Thalamic neuroinflammation as a reproducible and discriminating signature for chronic low back pain.

Using positron emission tomography, we recently demonstrated elevated brain levels of the 18kDa translocator protein (TSPO), a glial activation marker, in chronic low back pain (cLBP) patients, compared to healthy controls (HC). Here, we first sought to replicate the original findings in an independent cohort (15 cLBP, 37.8±12.5 y/o; 18 HC, 48.2±12.8 y/o).
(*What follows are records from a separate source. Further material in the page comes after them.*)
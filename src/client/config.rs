use std::time::Duration;

use crate::client::tls;
use crate::request::ProxySpec;

/// Per-client configuration (§6). Built directly by the host; the
/// engine owns no CLI or env parsing of its own.
#[derive(Clone, Debug)]
pub struct ClientConfig {
    pub bearer_token: String,
    pub ca_bundle_path: Option<String>,
    pub verify_peer: bool,
    pub timeout_seconds: u64,
    pub keep_alive: bool,
    pub http_proxy: Option<String>,
    pub http_proxy_port: u16,
    pub http_proxy_username: Option<String>,
    pub http_proxy_password: Option<String>,
}

impl Default for ClientConfig {
    fn default() -> ClientConfig {
        ClientConfig {
            bearer_token: String::new(),
            ca_bundle_path: None,
            verify_peer: true,
            timeout_seconds: 30,
            keep_alive: true,
            http_proxy: None,
            http_proxy_port: 0,
            http_proxy_username: None,
            http_proxy_password: None,
        }
    }
}

impl ClientConfig {
    pub fn builder() -> ClientConfigBuilder {
        ClientConfigBuilder::default()
    }

    pub(crate) fn resolved_ca_bundle(&self) -> Option<String> {
        self.ca_bundle_path.clone().or_else(tls::discover_ca_bundle)
    }

    pub(crate) fn timeout(&self) -> Duration {
        Duration::from_secs(self.timeout_seconds)
    }

    pub(crate) fn proxy_spec(&self) -> Option<ProxySpec> {
        self.http_proxy.as_ref().map(|host| ProxySpec {
            host: host.clone(),
            port: self.http_proxy_port,
            username: self.http_proxy_username.clone(),
            password: self.http_proxy_password.clone(),
        })
    }
}

#[derive(Default)]
pub struct ClientConfigBuilder {
    inner: ClientConfig,
}

impl ClientConfigBuilder {
    pub fn bearer_token(mut self, token: impl Into<String>) -> Self {
        self.inner.bearer_token = token.into();
        self
    }

    pub fn ca_bundle_path(mut self, path: impl Into<String>) -> Self {
        self.inner.ca_bundle_path = Some(path.into());
        self
    }

    pub fn verify_peer(mut self, verify: bool) -> Self {
        self.inner.verify_peer = verify;
        self
    }

    pub fn timeout_seconds(mut self, seconds: u64) -> Self {
        self.inner.timeout_seconds = seconds;
        self
    }

    pub fn keep_alive(mut self, keep_alive: bool) -> Self {
        self.inner.keep_alive = keep_alive;
        self
    }

    pub fn http_proxy(mut self, host: impl Into<String>, port: u16) -> Self {
        self.inner.http_proxy = Some(host.into());
        self.inner.http_proxy_port = port;
        self
    }

    pub fn http_proxy_auth(mut self, username: impl Into<String>, password: impl Into<String>) -> Self {
        self.inner.http_proxy_username = Some(username.into());
        self.inner.http_proxy_password = Some(password.into());
        self
    }

    pub fn build(self) -> ClientConfig {
        self.inner
    }
}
We then trained random forest (RF) machine learning algorithms based on TSPO imaging features combining discovery and replication cohorts (totaling 25 cLBP, 42.4±13.2 y/o; 27 HC, 48.9±12.6 y/o), in order to explore whether image features other than the mean contain meaningful information that might contribute to the discrimination of cLBP patients and HC. Feature importance was ranked usind SHapley Additive exPlanations (SHAP) values, and the classification performance (in terms of AUC values) of classifiers containing only the mean, other features, or all features was compared using the DeLong test. Both region-of-interest (ROI) and voxelwise analyses replicated the original observation of thalamic TSPO signal elevations in cLBP patients compared to HC (p's<0.05). The RF-based analyses revealed that while the mean is a discriminating feature, other features demonstrate similar level of importance, including the maximum, kurtosis and entropy.Our observations suggest that thalamic neuroinflammatory signal is a reproducible and discriminating feature for cLBP, further supporting a role for glial activation in human chronic low back pain, and the exploration of neuroinflammation as a therapeutic target for chronic pain. This work further shows that TSPO signal contains a richness of information that the simple mean might fail to capture completely.